Sonntag, 29. November 2020

Urteil:
BGH stärkt Neukonzessionäre


[14.8.2014] Der Bundesgerichtshof hat einige wesentliche Streitfragen bei der Rekommunalisierung der Energieversorgung geklärt. Experten erwarten nun, dass Netzübernahmen leichter umgesetzt werden können.

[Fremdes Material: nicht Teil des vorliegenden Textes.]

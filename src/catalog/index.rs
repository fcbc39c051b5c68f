//! Derived indexes rebuilt at the start of every pass.
//!
//! Clone edges and caliber groups are views over the catalog's *current*
//! state. They are never cached across passes: pass 2 must see the filters
//! and conflicts pass 1 wrote. Both indexes use id-ordered maps so rebuilds
//! over identical state produce identical iteration.

use crate::catalog::identity::{Caliber, ItemId, ItemRole};
use crate::catalog::model::ItemCatalog;
use crate::catalog::roles::RoleProvider;
use std::collections::BTreeMap;

/// Clone edges inferred by exact name equality.
///
/// A Foreign item has at most one Original base; an Original may have any
/// number of Foreign clones. When several Originals share a name, the first
/// in catalog id order wins — deterministic, and deliberately left as the
/// original first-match behavior.
#[derive(Debug, Default)]
pub struct CloneIndex {
    item_to_base: BTreeMap<ItemId, ItemId>,
    base_to_clones: BTreeMap<ItemId, Vec<ItemId>>,
}

impl CloneIndex {
    /// Resolve clone edges for every Foreign weapon, attachment, and round.
    pub fn build(catalog: &ItemCatalog, roles: &dyn RoleProvider) -> Self {
        let mut originals_by_name: BTreeMap<&str, &ItemId> = BTreeMap::new();
        for (id, item) in catalog {
            if item.is_original() && !item.name.is_empty() {
                originals_by_name.entry(item.name.as_str()).or_insert(id);
            }
        }

        let mut index = Self::default();
        for (id, item) in catalog {
            if item.is_original() {
                continue;
            }
            let eligible = roles.has_role(id, &ItemRole::Weapon)
                || roles.has_role(id, &ItemRole::Attachment)
                || roles.has_role(id, &ItemRole::Ammunition);
            if !eligible {
                continue;
            }
            let Some(base) = originals_by_name.get(item.name.as_str()) else {
                continue;
            };
            index.item_to_base.insert(id.clone(), (*base).clone());
            let clones = index.base_to_clones.entry((*base).clone()).or_default();
            if !clones.contains(id) {
                clones.push(id.clone());
            }
        }
        index
    }

    /// The Original an item is presumed to replace, if resolved.
    pub fn base_of(&self, id: &ItemId) -> Option<&ItemId> {
        self.item_to_base.get(id)
    }

    /// Foreign clones of an Original item; empty for everything else.
    pub fn clones_of(&self, id: &ItemId) -> &[ItemId] {
        self.base_to_clones.get(id).map(Vec::as_slice).unwrap_or(&[])
    }

    /// All `(foreign, base)` edges in foreign-id order.
    pub fn edges(&self) -> impl Iterator<Item = (&ItemId, &ItemId)> {
        self.item_to_base.iter()
    }

    pub fn is_empty(&self) -> bool {
        self.item_to_base.is_empty()
    }
}

/// Ammunition grouped by caliber key, Original and Foreign alike.
#[derive(Debug, Default)]
pub struct CaliberIndex {
    by_caliber: BTreeMap<Caliber, Vec<ItemId>>,
}

impl CaliberIndex {
    pub fn build(catalog: &ItemCatalog, roles: &dyn RoleProvider) -> Self {
        let mut index = Self::default();
        for (id, item) in catalog {
            if !roles.has_role(id, &ItemRole::Ammunition) {
                continue;
            }
            let Some(caliber) = item.round_caliber() else {
                continue;
            };
            let rounds = index.by_caliber.entry(caliber.clone()).or_default();
            if !rounds.contains(id) {
                rounds.push(id.clone());
            }
        }
        index
    }

    /// Rounds of a caliber in catalog id order; empty when unknown.
    pub fn rounds(&self, caliber: &Caliber) -> &[ItemId] {
        self.by_caliber.get(caliber).map(Vec::as_slice).unwrap_or(&[])
    }
}

#[cfg(test)]
mod tests {
    use super::*;
    use crate::catalog::model::Item;
    use crate::catalog::roles::StaticRoles;

    fn id(raw: &str) -> ItemId {
        ItemId(raw.to_string())
    }

    fn original(name: &str) -> Item {
        Item {
            name: name.to_string(),
            resource_path: Some(format!("assets/content/{name}.bundle")),
            ..Item::default()
        }
    }

    fn foreign(name: &str) -> Item {
        Item {
            name: name.to_string(),
            resource_path: Some(format!("mods/{name}.bundle")),
            ..Item::default()
        }
    }

    #[test]
    fn clone_edges_match_by_exact_name() {
        let mut catalog = ItemCatalog::new();
        catalog.insert(id("base_sight"), original("holo_sight"));
        catalog.insert(id("mod_sight_x"), foreign("holo_sight"));
        catalog.insert(id("mod_unrelated"), foreign("space_laser"));

        let mut roles = StaticRoles::new();
        roles.grant(id("mod_sight_x"), ItemRole::Attachment);
        roles.grant(id("mod_unrelated"), ItemRole::Attachment);

        let clones = CloneIndex::build(&catalog, &roles);
        assert_eq!(clones.base_of(&id("mod_sight_x")), Some(&id("base_sight")));
        assert_eq!(clones.clones_of(&id("base_sight")), &[id("mod_sight_x")]);
        // No original is named space_laser, so the item resolves nowhere.
        assert_eq!(clones.base_of(&id("mod_unrelated")), None);
    }

    #[test]
    fn name_collision_resolves_to_first_original_in_id_order() {
        let mut catalog = ItemCatalog::new();
        catalog.insert(id("b_second"), original("shared_name"));
        catalog.insert(id("a_first"), original("shared_name"));
        catalog.insert(id("clone"), foreign("shared_name"));

        let mut roles = StaticRoles::new();
        roles.grant(id("clone"), ItemRole::Weapon);

        let clones = CloneIndex::build(&catalog, &roles);
        assert_eq!(clones.base_of(&id("clone")), Some(&id("a_first")));
    }

    #[test]
    fn items_without_eligible_roles_resolve_nowhere() {
        let mut catalog = ItemCatalog::new();
        catalog.insert(id("base"), original("stock"));
        catalog.insert(id("clone"), foreign("stock"));

        let roles = StaticRoles::new();
        let clones = CloneIndex::build(&catalog, &roles);
        assert!(clones.is_empty());
    }

    #[test]
    fn caliber_groups_cover_both_origins_without_duplicates() {
        let mut catalog = ItemCatalog::new();
        let mut base_round = original("ball_round");
        base_round.caliber = Some(Caliber("Caliber762x39".to_string()));
        let mut mod_round = foreign("ap_round");
        // Authored against the weapon-side field only.
        mod_round.ammo_caliber = Some(Caliber("Caliber762x39".to_string()));
        catalog.insert(id("round_base"), base_round);
        catalog.insert(id("round_mod"), mod_round);

        let mut roles = StaticRoles::new();
        roles.grant(id("round_base"), ItemRole::Ammunition);
        roles.grant(id("round_mod"), ItemRole::Ammunition);

        let calibers = CaliberIndex::build(&catalog, &roles);
        let rounds = calibers.rounds(&Caliber("Caliber762x39".to_string()));
        assert_eq!(rounds, &[id("round_base"), id("round_mod")]);
        assert!(calibers.rounds(&Caliber("Caliber9x19".to_string())).is_empty());
    }
}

Urteil: Der Bundesgerichtshof stärkt die Rechte von Neukonzessionären bei Netzübernahmen. Der Bundesgerichtshof hat mit Beschluss des Kartellsenats Anfang Juni die Rechte von Neukonzessionären bei Netzübernahmen im Bereich Strom und Gas gestärkt. Die bisher kontrovers diskutierten Fragen, ob gemischt genutzte Versorgungsleitungen herauszugeben sind und wie der Kaufpreis für die Versorgungsleitungen bei Netzübernahmen zu ermitteln ist, wurden zugunsten der übernehmenden Netzbetreiber entschieden. Bei dem Verfahren ging es um die Übernahme des Stromnetzes der hessischen Stadt Homberg (Schwalm-Eder-Kreis).
Christian Marthol, Rechtsanwalt und Partner der auf Netzübernahmen spezialisierten Kanzlei Rödl & Partner, kommentierte: „Der BGH hat endlich Klarheit bei der Frage der gemischt genutzten Leitungen geschaffen. Viele Netzübernahmen, die bisher an den überzogenen Ansprüchen der Altkonzessionäre an die technische Netztrennung gescheitert sind, können nun deutlich leichter umgesetzt werden.“ Anton Berger, Leiter des Bereichs Energiewirtschaft bei Rödl & Partner, ergänzte: „Die Diskussion über den richtigen Wertansatz bei Netzübernahmen hat nun hoffentlich ein Ende. Der BGH bestätigt, was seit Jahren eigentlich allen klar war: dem Ertragswert kommt die entscheidende Bedeutung zu.“ (al)

Die Urteilsbegründung des Bundesgerichtshofs (Deep Link)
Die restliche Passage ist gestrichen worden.